Medicina (Apr 2020)
Longitudinal Analysis of Cardiovascular Risk Factors in Active and Sedentary Kidney Transplant Recipients
Abstract
Background: Despite the benefits of physical activity on cardiovascular risk in kidney transplant recipients (KTRs), the long-term effects of exercise have been poorly investigated. This is a three-year observational study comparing graft function and cardiovascular risk factors in active KTRs (AKTRs) vs. sedentary KTRs (SKTRs). Methods: KTRs with stable renal function were assigned to active or sedentary group in relation to the level of daily physical activity based on World Health Organization (WHO) recommendations (150 minutes/week, respectively).
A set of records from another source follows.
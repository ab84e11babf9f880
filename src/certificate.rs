//! Certificate helpers.
//!
//! Generate a P-256 certificate authority and issue end entity certificates
//! from it, suitable for the ECDHE-ECDSA suites. Keys are PKCS#8 DER ready for
//! [`SoftwareCryptoService::import_signing_key`](crate::SoftwareCryptoService::import_signing_key).

use std::fmt;

use der::{Decode, Encode};
use rcgen::{
    BasicConstraints, Certificate as RcgenCertificate, CertificateParams, DistinguishedName,
    DnType, IsCa, KeyPair, PKCS_ECDSA_P256_SHA256,
};
use zeroize::Zeroizing;

/// Certificate utility error types
#[derive(Debug, Clone, PartialEq, Eq)]
pub enum CertificateError {
    /// Invalid certificate format
    InvalidFormat,
    /// Certificate generation failed
    GenerationFailed,
}

impl fmt::Display for CertificateError {
    fn fmt(&self, f: &mut fmt::Formatter<'_>) -> fmt::Result {
        match self {
            CertificateError::InvalidFormat => write!(f, "Invalid certificate format"),
            CertificateError::GenerationFailed => write!(f, "Certificate generation failed"),
        }
    }
}

impl std::error::Error for CertificateError {}

/// Certificate and private key pair
#[derive(Clone)]
pub struct CertifiedKey {
    /// Certificate in DER format
    pub certificate: Vec<u8>,
    /// Private key in PKCS#8 DER format
    pub private_key: Zeroizing<Vec<u8>>,
}

impl fmt::Debug for CertifiedKey {
    fn fmt(&self, f: &mut fmt::Formatter<'_>) -> fmt::Result {
        f.debug_struct("CertifiedKey")
            .field("certificate", &self.certificate.len())
            .finish_non_exhaustive()
    }
}

/// A self-signed P-256 certificate authority.
pub struct CertificateAuthority {
    cert: RcgenCertificate,
    der: Vec<u8>,
}

impl CertificateAuthority {
    /// Generate a new authority with the given common name.
    pub fn new(common_name: &str) -> Result<Self, CertificateError> {
        let mut params = params(common_name)?;
        params.is_ca = IsCa::Ca(BasicConstraints::Unconstrained);

        let cert =
            RcgenCertificate::from_params(params).map_err(|_| CertificateError::GenerationFailed)?;
        let der = cert
            .serialize_der()
            .map_err(|_| CertificateError::GenerationFailed)?;

        Ok(CertificateAuthority { cert, der })
    }

    /// The authority certificate in DER, used as trust anchor.
    pub fn certificate(&self) -> &[u8] {
        &self.der
    }

    /// Issue an end entity certificate signed by this authority.
    pub fn issue(&self, common_name: &str) -> Result<CertifiedKey, CertificateError> {
        let mut params = params(common_name)?;
        params.is_ca = IsCa::NoCa;

        let cert =
            RcgenCertificate::from_params(params).map_err(|_| CertificateError::GenerationFailed)?;
        let certificate = cert
            .serialize_der_with_signer(&self.cert)
            .map_err(|_| CertificateError::GenerationFailed)?;

        Ok(CertifiedKey {
            certificate,
            private_key: Zeroizing::new(cert.serialize_private_key_der()),
        })
    }
}

/// Generate a self-signed end entity certificate.
///
/// The certificate is its own trust anchor.
pub fn generate_self_signed(common_name: &str) -> Result<CertifiedKey, CertificateError> {
    let params = params(common_name)?;
    let cert =
        RcgenCertificate::from_params(params).map_err(|_| CertificateError::GenerationFailed)?;
    let certificate = cert
        .serialize_der()
        .map_err(|_| CertificateError::GenerationFailed)?;

    Ok(CertifiedKey {
        certificate,
        private_key: Zeroizing::new(cert.serialize_private_key_der()),
    })
}

/// DER encoded subject name of a certificate.
///
/// Suitable for [`ConfigBuilder::ca_name`](crate::ConfigBuilder::ca_name).
pub fn subject_name(certificate: &[u8]) -> Result<Vec<u8>, CertificateError> {
    let cert =
        x509_cert::Certificate::from_der(certificate).map_err(|_| CertificateError::InvalidFormat)?;
    cert.tbs_certificate
        .subject
        .to_der()
        .map_err(|_| CertificateError::InvalidFormat)
}

fn params(common_name: &str) -> Result<CertificateParams, CertificateError> {
    let key_pair =
        KeyPair::generate(&PKCS_ECDSA_P256_SHA256).map_err(|_| CertificateError::GenerationFailed)?;

    let mut params = CertificateParams::new(vec![common_name.to_string()]);
    params.alg = &PKCS_ECDSA_P256_SHA256;
    params.key_pair = Some(key_pair);

    let mut distinguished_name = DistinguishedName::new();
    distinguished_name.push(DnType::CommonName, common_name.to_string());
    params.distinguished_name = distinguished_name;

    // Set validity period (1 year)
    let not_before = time::OffsetDateTime::now_utc() - time::Duration::days(1);
    params.not_before = not_before;
    params.not_after = not_before + time::Duration::days(366);

    Ok(params)
}

#[cfg(test)]
mod tests {
    use super::*;

    #[test]
    fn issued_certificate_names_its_authority() {
        let ca = CertificateAuthority::new("Engine CA").unwrap();
        let leaf = ca.issue("device").unwrap();

        let ca_subject = subject_name(ca.certificate()).unwrap();
        let leaf_cert = x509_cert::Certificate::from_der(&leaf.certificate).unwrap();
        assert_eq!(leaf_cert.tbs_certificate.issuer.to_der().unwrap(), ca_subject);
        assert!(!leaf.private_key.is_empty());
    }

    #[test]
    fn self_signed_parses() {
        let cert = generate_self_signed("peer").unwrap();
        assert!(subject_name(&cert.certificate).is_ok());
        assert_eq!(subject_name(b"junk"), Err(CertificateError::InvalidFormat));
    }
}
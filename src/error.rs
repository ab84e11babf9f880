use thiserror::Error;

use crate::types::CipherSuite;

/// Errors surfaced through the public [`Engine`](crate::Engine) API.
///
/// Protocol failures are not reported here. They end the connection with an
/// alert and show up as [`Output::Failed`](crate::Output::Failed).
#[derive(Debug, Error)]
pub enum Error {
    #[error("Connection is not established")]
    NotConnected,

    #[error("Resource busy, retry later")]
    Busy,

    #[error("Buffer full")]
    BufferFull,

    #[error("Transmit confirmation queue full")]
    TxConfirmationFull,

    #[error("Invalid connection handle")]
    InvalidHandle,

    #[error("No free connection slot")]
    NoFreeSlot,

    #[error("Unsupported cipher suite {0:?}")]
    UnsupportedCipherSuite(CipherSuite),

    #[error("Configuration error: {0}")]
    ConfigError(String),

    #[error("Crypto error: {0}")]
    Crypto(#[from] CryptoError),

    #[error("Transport error: {0}")]
    Transport(#[from] TransportError),
}

/// Failure of a crypto service job.
///
/// A negative verification result is not an error, see
/// [`JobOutput::Rejected`](crate::JobOutput::Rejected).
#[derive(Debug, Clone, PartialEq, Eq, Error)]
pub enum CryptoError {
    #[error("Unknown job")]
    UnknownJob,

    #[error("Unknown key reference {0}")]
    UnknownKey(u32),

    #[error("Invalid key material")]
    InvalidKey,

    #[error("Invalid input: {0}")]
    InvalidInput(&'static str),

    #[error("No key exchange in progress")]
    NoKeyExchange,

    #[error("Injected failure")]
    Injected,

    #[error("Backend failure: {0}")]
    Backend(String),
}

/// Failure reported by a [`Transport`](crate::Transport).
#[derive(Debug, Clone, PartialEq, Eq, Error)]
pub enum TransportError {
    #[error("Transport refused data")]
    Refused,

    #[error("Transport closed")]
    Closed,

    #[error("{0}")]
    Other(String),
}
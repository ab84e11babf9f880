//! Record layer.
//!
//! Header codec, AEAD associated data and nonces, and the record send and
//! receive paths of a [`Connection`]. Protection runs through crypto jobs:
//! outbound protected records wait in the transmit queue and are sealed one
//! at a time in sequence order, inbound records are opened one at a time.

use zeroize::Zeroizing;

use crate::connection::{lock, Connection, Io};
use crate::crypto::{poll_job, start_job, JobOutput, JobRequest, RecordMeta};
use crate::types::{AlertDescription, CipherSuiteParams, ContentType, Role, State, TransportKind};

/// Explicit nonce carried in every AEAD record.
pub(crate) const EXPLICIT_NONCE_LEN: usize = 8;

/// GCM authentication tag length.
pub(crate) const TAG_LEN: usize = 16;

/// Parsed record header.
#[derive(Debug, Clone, Copy, PartialEq, Eq)]
pub(crate) struct RecordHeader {
    pub ctype: u8,
    pub version: u16,
    pub epoch: u16,
    pub seq: u64,
    pub length: usize,
}

/// Write a record header at `pos`.
///
/// `buf` must hold at least `pos + kind.record_header_len()` bytes.
pub(crate) fn write_header(
    buf: &mut [u8],
    pos: usize,
    kind: TransportKind,
    ctype: ContentType,
    epoch: u16,
    seq: u64,
    length: usize,
) {
    let out = &mut buf[pos..pos + kind.record_header_len()];
    out[0] = ctype.into();
    out[1..3].copy_from_slice(&kind.version().to_be_bytes());
    match kind {
        TransportKind::Stream => {
            out[3..5].copy_from_slice(&(length as u16).to_be_bytes());
        }
        TransportKind::Datagram => {
            out[3..5].copy_from_slice(&epoch.to_be_bytes());
            out[5..11].copy_from_slice(&seq.to_be_bytes()[2..]);
            out[11..13].copy_from_slice(&(length as u16).to_be_bytes());
        }
    }
}

/// Parse a record header. `None` if fewer than a header's worth of bytes.
pub(crate) fn parse_header(input: &[u8], kind: TransportKind) -> Option<RecordHeader> {
    if input.len() < kind.record_header_len() {
        return None;
    }
    let version = u16::from_be_bytes([input[1], input[2]]);
    let header = match kind {
        TransportKind::Stream => RecordHeader {
            ctype: input[0],
            version,
            epoch: 0,
            seq: 0,
            length: u16::from_be_bytes([input[3], input[4]]) as usize,
        },
        TransportKind::Datagram => {
            let mut seq = [0u8; 8];
            seq[2..].copy_from_slice(&input[5..11]);
            RecordHeader {
                ctype: input[0],
                version,
                epoch: u16::from_be_bytes([input[3], input[4]]),
                seq: u64::from_be_bytes(seq),
                length: u16::from_be_bytes([input[11], input[12]]) as usize,
            }
        }
    };
    Some(header)
}

/// Sequence number as used in AAD and MAC input.
///
/// For datagrams the epoch occupies the top 16 bits.
pub(crate) fn seq64(kind: TransportKind, epoch: u16, seq: u64) -> u64 {
    match kind {
        TransportKind::Stream => seq,
        TransportKind::Datagram => ((epoch as u64) << 48) | (seq & 0xFFFF_FFFF_FFFF),
    }
}

/// `seq(8) | type(1) | version(2) | length(2)`
pub(crate) fn aad(seq: u64, ctype: ContentType, version: u16, length: usize) -> [u8; 13] {
    let mut aad = [0u8; 13];
    aad[..8].copy_from_slice(&seq.to_be_bytes());
    aad[8] = ctype.into();
    aad[9..11].copy_from_slice(&version.to_be_bytes());
    aad[11..].copy_from_slice(&(length as u16).to_be_bytes());
    aad
}

/// Fixed IV followed by the explicit nonce.
pub(crate) fn nonce(iv: &[u8], explicit: &[u8]) -> [u8; 12] {
    let mut nonce = [0u8; 12];
    nonce[..4].copy_from_slice(&iv[..4]);
    nonce[4..].copy_from_slice(&explicit[..EXPLICIT_NONCE_LEN]);
    nonce
}

/// MAC input of a NULL cipher record: the AAD followed by the payload.
pub(crate) fn mac_input(seq: u64, ctype: ContentType, version: u16, payload: &[u8]) -> Vec<u8> {
    let mut input = Vec::with_capacity(13 + payload.len());
    input.extend_from_slice(&aad(seq, ctype, version, payload.len()));
    input.extend_from_slice(payload);
    input
}

/// Bytes a protected record adds on top of its payload, header excluded.
pub(crate) fn protection_overhead(params: &CipherSuiteParams) -> usize {
    if params.is_aead() {
        EXPLICIT_NONCE_LEN + TAG_LEN
    } else {
        params.mac_len
    }
}

/// Read or write half of a connection.
#[derive(Debug, Default)]
pub(crate) struct Direction {
    pub epoch: u16,
    pub seq: u64,
    /// Switched by ChangeCipherSpec.
    pub protected: bool,
    pub keys_installed: bool,
    pub mac_key: Zeroizing<Vec<u8>>,
    pub key: Zeroizing<Vec<u8>>,
    pub iv: Zeroizing<Vec<u8>>,
}

impl Direction {
    /// Apply a ChangeCipherSpec: new epoch, sequence restarts.
    pub fn switch(&mut self) {
        self.epoch += 1;
        self.seq = 0;
        self.protected = true;
    }

    pub fn install(&mut self, mac_key: &[u8], key: &[u8], iv: &[u8]) {
        self.mac_key = Zeroizing::new(mac_key.to_vec());
        self.key = Zeroizing::new(key.to_vec());
        self.iv = Zeroizing::new(iv.to_vec());
        self.keys_installed = true;
    }
}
Complete blood count, renal function indices, lipid profile, blood pressure and anthropometric measures were collected yearly for an observation period of three years. The comparisons between the two groups were performed by repeated measures analyses of covariance (ANCOVAs), with age as a covariate. Results: Fifty-four subjects were included in the study. Thirty of them were identified as AKTRs (M/F 26/4, aged 45 ± 12 years) and 24 as SKTRs (M/F 18/6, aged 51 ± 14 years). Baseline characteristics were similar between the groups except body mass index (BMI) that was significantly higher in SKTRs (p = 0.043). Furthermore, over the three-year observation period, BMI decreased in AKTRs and increased in SKTRs (p = 0.006). Graft function was stable in AKTRs, while it showed a decline over time in SKTRs, as indicated by the rise in serum creatinine levels (p = 0.006) and lower eGFR (p = 0.050). Proteinuria, glucose and uric acid levels displayed a decrease in AKTRs and an increase in SKTRs during the three-year period (p = 0.015, p = 0.004 and p = 0.013, respectively). Finally, concerning lipid profiles, AKTRs had a significant reduction over time of triglycerides levels, which conversely showed a clinically relevant increase in SKTRs (p = 0.014). Conclusions: Our findings indicate that regular weekly exercise training may counteract the increased cardiovascular risks and also prevent graft function decline in KTRs.